Chicago Sun-Times

We must look in the mirror for answers

- MARY MITCHELL Follow Mary Mitchell on Twitter: @MaryMitche­llCST Email: marym@suntimes.com

Who are we to blame for the year getting off to such a bloody start? As of Jan. 5, 10 people had been murdered and 47 others had been shot in the city.

On Tuesday, two teenagers in the Grand Crossing neighborho­od were killed and a third was wounded when someone jumped out of a vehicle and started shooting.

Donta Parker, 16, was shot in the head and Sakinah Reed, 17, was shot twice in the chest. Both were pronounced dead at local hospitals.

To their credit, young African-American activists are expending a lot of positive energy focusing attention on police-involved shootings.

Yet it is killing as usual in the neighborho­ods where many of these protesters live.

Jonathan Jimenez, 25, was killed in Brighton Park on Tuesday night in another driveby; Ronald Jerome Clark was fatally shot when he got into a fight in an apartment in the Back of the Yards neighborho­od.

Other homicide victims thus far in 2016 include Antwan McBee, 16, and Deandre Holiday, 24. McBee was killed when someone pulled up alongside the car he was in and began firing. Holiday was the city’s first homicide of 2016.

I’m too old to be naive. I know that Chicago isn’t Mayberry, U.S.A.

Even if the city dramatical­ly increased the number of uniformed police officers in these crime-scarred neighborho­ods, someone is still going to get killed. Cops can’t be on every street corner.

But the number of lives lost in Chicago is staggering.

When you factor in the controvers­ial police-involved shootings, it is literally like living between a rock and a hard place.

But until young activists put the same level of energy into fighting street violence as they put into fighting police violence, little will change.

President Barack Obama did his part by signing orders to close some gun sale loopholes.

“Every time I think about those kids it gets me mad. And by the way, it happens on the streets of Chicago every day,” Obama said Tuesday during his emotional remarks before signing the executive orders.

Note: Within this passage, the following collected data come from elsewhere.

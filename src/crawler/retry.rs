//! Fixed-delay retry policy
//!
//! Every network call in the crawler (search pages, detail pages, images)
//! runs through the same policy: a fixed number of total attempts, a constant
//! delay between failed attempts, and a timeout on each attempt.

use crate::config::RetryConfig;
use crate::FolioError;
use std::future::Future;
use std::time::Duration;

/// Retry settings applied to a single operation
#[derive(Debug, Clone, Copy, PartialEq, Eq)]
pub struct RetryPolicy {
    max_attempts: u32,
    delay: Duration,
    timeout: Duration,
}

impl RetryPolicy {
    /// Creates a policy; `max_attempts` is clamped to at least one attempt
    pub fn new(max_attempts: u32, delay: Duration, timeout: Duration) -> Self {
        Self {
            max_attempts: max_attempts.max(1),
            delay,
            timeout,
        }
    }

    pub fn from_config(config: &RetryConfig) -> Self {
        Self::new(config.max_attempts, config.delay(), config.timeout())
    }

    pub fn max_attempts(&self) -> u32 {
        self.max_attempts
    }

    pub fn delay(&self) -> Duration {
        self.delay
    }

    pub fn timeout(&self) -> Duration {
        self.timeout
    }

    /// Runs `operation` until it succeeds or the attempt budget is spent
    ///
    /// The operation receives the 1-based attempt number. Transient errors
    /// (see [`FolioError::is_transient`]) are retried after the fixed delay;
    /// any other error is returned immediately. An attempt exceeding the
    /// timeout counts as a transient [`FolioError::Timeout`]. When every
    /// attempt fails, the error of the last attempt is returned.
    ///
    /// The delay only suspends the calling task.
    ///
    /// # Arguments
    ///
    /// * `label` - Identifies the operation in logs and timeout errors
    /// * `operation` - Produces one attempt's future
    pub async fn with_retry<T, F, Fut>(&self, label: &str, mut operation: F) -> Result<T, FolioError>
    where
        F: FnMut(u32) -> Fut,
        Fut: Future<Output = Result<T, FolioError>>,
    {
        let mut attempt = 1;

        loop {
            let outcome = match tokio::time::timeout(self.timeout, operation(attempt)).await {
                Ok(result) => result,
                Err(_) => Err(FolioError::Timeout {
                    url: label.to_string(),
                }),
            };

            match outcome {
                Ok(value) => {
                    if attempt > 1 {
                        tracing::debug!("{} succeeded on attempt {}", label, attempt);
                    }
                    return Ok(value);
                }
                Err(e) if !e.is_transient() => {
                    tracing::debug!("{} failed permanently: {}", label, e);
                    return Err(e);
                }
                Err(e) if attempt >= self.max_attempts => {
                    tracing::warn!(
                        "{} failed after {} attempts: {}",
                        label,
                        self.max_attempts,
                        e
                    );
                    return Err(e);
                }
                Err(e) => {
                    tracing::warn!(
                        "{} failed (attempt {}/{}): {}; retrying in {:?}",
                        label,
                        attempt,
                        self.max_attempts,
                        e,
                        self.delay
                    );
                    tokio::time::sleep(self.delay).await;
                    attempt += 1;
                }
            }
        }
    }
}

Mayor Rahm Emanuel has tried to tackle the gun violence by advocating for stricter gun laws, and investing in mentoring programs like the “Becoming a Man,” or “BAM.”

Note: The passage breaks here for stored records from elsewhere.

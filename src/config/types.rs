use serde::Deserialize;
use std::path::PathBuf;
use std::time::Duration;

/// Main configuration structure for Reddot-Folio
#[derive(Debug, Clone, Deserialize)]
pub struct Config {
    pub api: ApiConfig,
    #[serde(default)]
    pub retry: RetryConfig,
    #[serde(default)]
    pub crawl: CrawlConfig,
    #[serde(default)]
    pub output: OutputConfig,
    #[serde(rename = "category", default)]
    pub categories: Vec<CategoryConfig>,
}

/// Search API endpoints
#[derive(Debug, Clone, Deserialize)]
pub struct ApiConfig {
    /// The search endpoint returning JSON pages
    #[serde(rename = "base-url")]
    pub base_url: String,

    /// Prefix joined with each record's detail-URL suffix
    #[serde(rename = "site-base-url")]
    pub site_base_url: String,

    /// User agent sent with every request
    #[serde(rename = "user-agent", default = "default_user_agent")]
    pub user_agent: String,
}

/// Retry budget shared by page, detail and asset fetches
#[derive(Debug, Clone, Deserialize)]
pub struct RetryConfig {
    /// Total attempts per operation, including the first
    #[serde(rename = "max-attempts", default = "default_max_attempts")]
    pub max_attempts: u32,

    /// Fixed delay between failed attempts (milliseconds)
    #[serde(rename = "delay-ms", default = "default_delay_ms")]
    pub delay_ms: u64,

    /// Per-attempt timeout (seconds)
    #[serde(rename = "timeout-secs", default = "default_timeout_secs")]
    pub timeout_secs: u64,
}

impl RetryConfig {
    pub fn delay(&self) -> Duration {
        Duration::from_millis(self.delay_ms)
    }

    pub fn timeout(&self) -> Duration {
        Duration::from_secs(self.timeout_secs)
    }
}

impl Default for RetryConfig {
    fn default() -> Self {
        Self {
            max_attempts: default_max_attempts(),
            delay_ms: default_delay_ms(),
            timeout_secs: default_timeout_secs(),
        }
    }
}

/// Page loop and enrichment behavior
#[derive(Debug, Clone, Deserialize)]
pub struct CrawlConfig {
    /// Maximum number of records enriched concurrently
    #[serde(rename = "max-workers", default = "default_max_workers")]
    pub max_workers: usize,

    /// Optional free-text search term
    #[serde(default)]
    pub keyword: Option<String>,

    /// Stop a category after this many pages (0 = unbounded)
    #[serde(rename = "max-pages", default)]
    pub max_pages: u32,

    /// End a category when a non-empty page contains only already-seen records
    #[serde(rename = "stop-on-repeated-page", default = "default_true")]
    pub stop_on_repeated_page: bool,
}

impl Default for CrawlConfig {
    fn default() -> Self {
        Self {
            max_workers: default_max_workers(),
            keyword: None,
            max_pages: 0,
            stop_on_repeated_page: true,
        }
    }
}

/// Output configuration
#[derive(Debug, Clone, Deserialize)]
pub struct OutputConfig {
    /// Directory holding one sub-directory per category
    #[serde(rename = "root-dir", default = "default_root_dir")]
    pub root_dir: String,

    /// File name prefix of the merged document
    #[serde(rename = "artifact-prefix", default = "default_artifact_prefix")]
    pub artifact_prefix: String,

    /// Title printed on the cover page
    #[serde(rename = "document-title", default = "default_document_title")]
    pub document_title: String,

    /// Attribution stamped in every content page footer
    #[serde(default = "default_attribution")]
    pub attribution: String,

    /// Column width used to right-align page numbers
    #[serde(rename = "page-width", default = "default_page_width")]
    pub page_width: usize,
}

impl OutputConfig {
    /// Returns the per-category output root
    pub fn category_root(&self, category: &str) -> PathBuf {
        PathBuf::from(&self.root_dir).join(category)
    }
}

impl Default for OutputConfig {
    fn default() -> Self {
        Self {
            root_dir: default_root_dir(),
            artifact_prefix: default_artifact_prefix(),
            document_title: default_document_title(),
            attribution: default_attribution(),
            page_width: default_page_width(),
        }
    }
}

/// One independently crawled category
#[derive(Debug, Clone, Deserialize)]
pub struct CategoryConfig {
    /// Name used for the output directory and artifact file name
    pub name: String,

    /// Filter values sent as repeated `solr[filter][]` parameters
    #[serde(default)]
    pub filters: Vec<String>,
}

fn default_user_agent() -> String {
    format!("reddot-folio/{}", env!("CARGO_PKG_VERSION"))
}

fn default_max_attempts() -> u32 {
    3
}

fn default_delay_ms() -> u64 {
    1000
}

fn default_timeout_secs() -> u64 {
    10
}

fn default_max_workers() -> usize {
    8
}

fn default_true() -> bool {
    true
}

fn default_root_dir() -> String {
    "output".to_string()
}

fn default_artifact_prefix() -> String {
    "reddot_designs".to_string()
}

fn default_document_title() -> String {
    "Red Dot Design Award Collection".to_string()
}

fn default_attribution() -> String {
    "Red Dot Design Award Collection - reddot-folio".to_string()
}

fn default_page_width() -> usize {
    80
}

Despite the calls for his head now— a backlash for the inept handling of a video showing Chicago Police officer Jason Van Dyke shooting Laquan McDonald 16 times— Emanuel made saving young black males the centerpiec­e of his second inaugural address.

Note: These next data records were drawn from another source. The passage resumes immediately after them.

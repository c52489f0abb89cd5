//! Per-category crawl statistics
//!
//! This module provides the counters collected during a category session
//! and the end-of-run summary printed by the binary.

use std::fmt;
use std::io::{self, Write};
use std::path::PathBuf;

/// How a category session ended
#[derive(Debug, Clone, PartialEq, Eq)]
pub enum SessionOutcome {
    /// The API returned a page without entries
    EndOfResults,

    /// A non-empty page contained only records already seen
    RepeatedPage(u32),

    /// The configured page limit was reached
    PageLimit(u32),

    /// A non-empty page had no entry that passed validation
    NoValidRecords(u32),

    /// Every new record of a page was lost during enrichment
    EnrichmentFailed(u32),

    /// A page fetch failed after exhausting retries
    FatalError(String),

    /// The session could not start
    Aborted(String),
}

impl SessionOutcome {
    /// Returns true if the session ended without a fetch or setup failure
    pub fn is_success(&self) -> bool {
        matches!(
            self,
            Self::EndOfResults | Self::RepeatedPage(_) | Self::PageLimit(_)
        )
    }

    pub fn is_aborted(&self) -> bool {
        matches!(self, Self::Aborted(_))
    }
}

impl fmt::Display for SessionOutcome {
    fn fmt(&self, f: &mut fmt::Formatter<'_>) -> fmt::Result {
        match self {
            Self::EndOfResults => write!(f, "end of results"),
            Self::RepeatedPage(page) => write!(f, "page {} repeated earlier records", page),
            Self::PageLimit(limit) => write!(f, "page limit {} reached", limit),
            Self::NoValidRecords(page) => write!(f, "page {} had no valid entries", page),
            Self::EnrichmentFailed(page) => {
                write!(f, "every record of page {} failed enrichment", page)
            }
            Self::FatalError(message) => write!(f, "fetch failed: {}", message),
            Self::Aborted(message) => write!(f, "aborted: {}", message),
        }
    }
}

/// Counters for one category session
#[derive(Debug, Clone)]
pub struct CrawlStatistics {
    pub category: String,

    /// Search pages that returned a usable response
    pub pages_fetched: u32,

    /// Valid entries received from the API, before deduplication
    pub records_received: usize,

    pub duplicates_skipped: usize,

    /// Records without an identity, passed through unfiltered
    pub unidentified_records: usize,

    /// Records that came out of the enrichment pool
    pub records_enriched: usize,

    /// Records lost to failed enrichment tasks
    pub enrichment_failures: usize,

    pub details_degraded: usize,

    pub images_missing: usize,

    pub rows_persisted: usize,

    pub sections_built: usize,

    /// Path of the merged document, if one was written
    pub artifact: Option<PathBuf>,

    pub outcome: SessionOutcome,
}

impl CrawlStatistics {
    pub fn new(category: impl Into<String>) -> Self {
        Self {
            category: category.into(),
            pages_fetched: 0,
            records_received: 0,
            duplicates_skipped: 0,
            unidentified_records: 0,
            records_enriched: 0,
            enrichment_failures: 0,
            details_degraded: 0,
            images_missing: 0,
            rows_persisted: 0,
            sections_built: 0,
            artifact: None,
            outcome: SessionOutcome::EndOfResults,
        }
    }
}

/// Prints statistics to stdout in a formatted manner
///
/// # Arguments
///
/// * `stats` - One entry per category, in crawl order
pub fn print_statistics(stats: &[CrawlStatistics]) {
    let stdout = io::stdout();
    if let Err(e) = write_statistics(&mut stdout.lock(), stats) {
        tracing::warn!("Failed to print statistics: {}", e);
    }
}

/// Writes the statistics summary to `out`
pub fn write_statistics<W: Write>(out: &mut W, stats: &[CrawlStatistics]) -> io::Result<()> {
    writeln!(out, "=== Crawl Statistics ===\n")?;

    for entry in stats {
        writeln!(out, "Category: {}", entry.category)?;
        writeln!(out, "  Outcome: {}", entry.outcome)?;
        writeln!(out, "  Pages fetched: {}", entry.pages_fetched)?;
        writeln!(
            out,
            "  Records: {} received, {} duplicates skipped, {} without identity",
            entry.records_received, entry.duplicates_skipped, entry.unidentified_records
        )?;
        writeln!(
            out,
            "  Enriched: {} ({} task failures, {} without details, {} without images)",
            entry.records_enriched,
            entry.enrichment_failures,
            entry.details_degraded,
            entry.images_missing
        )?;
        writeln!(out, "  Rows persisted: {}", entry.rows_persisted)?;
        writeln!(out, "  Sections built: {}", entry.sections_built)?;
        match &entry.artifact {
            Some(path) => writeln!(out, "  Document: {}", path.display())?,
            None => writeln!(out, "  Document: (none)")?,
        }
        writeln!(out)?;
    }

    let total: usize = stats.iter().map(|s| s.records_enriched).sum();
    let failed = stats.iter().filter(|s| !s.outcome.is_success()).count();
    writeln!(
        out,
        "Total: {} records across {} categories ({} ended early)",
        total,
        stats.len(),
        failed
    )
}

“The faces of these lost and unconnecte­d young men are often invisible— until we see them in a mug shot as the victim or perpetrato­r of a senseless crime,” he said.

“We all need to do more for our young people who are economical­ly and spirituall­y hungry. And we must come to realize that this is not just a problem for certain communitie­s.

“Anything that stunts the hopes and opportunit­ies of thousands of young Chicagoans undermines our entire city’s future,” Emanuel added.

I have no doubt that his effort to reform the police department will yield results, frankly, because this issue will be under a spotlight for years.

But ending the street violence is going to take a lot of self-reflection on the part of a lot of people, starting with the one in the mirror.

Because when young people are killing others and are being killed by other youth, we don’t have to look far to place blame.

Until young activists put the same level of energy into fighting street violence as they put into fighting police violence, little will change.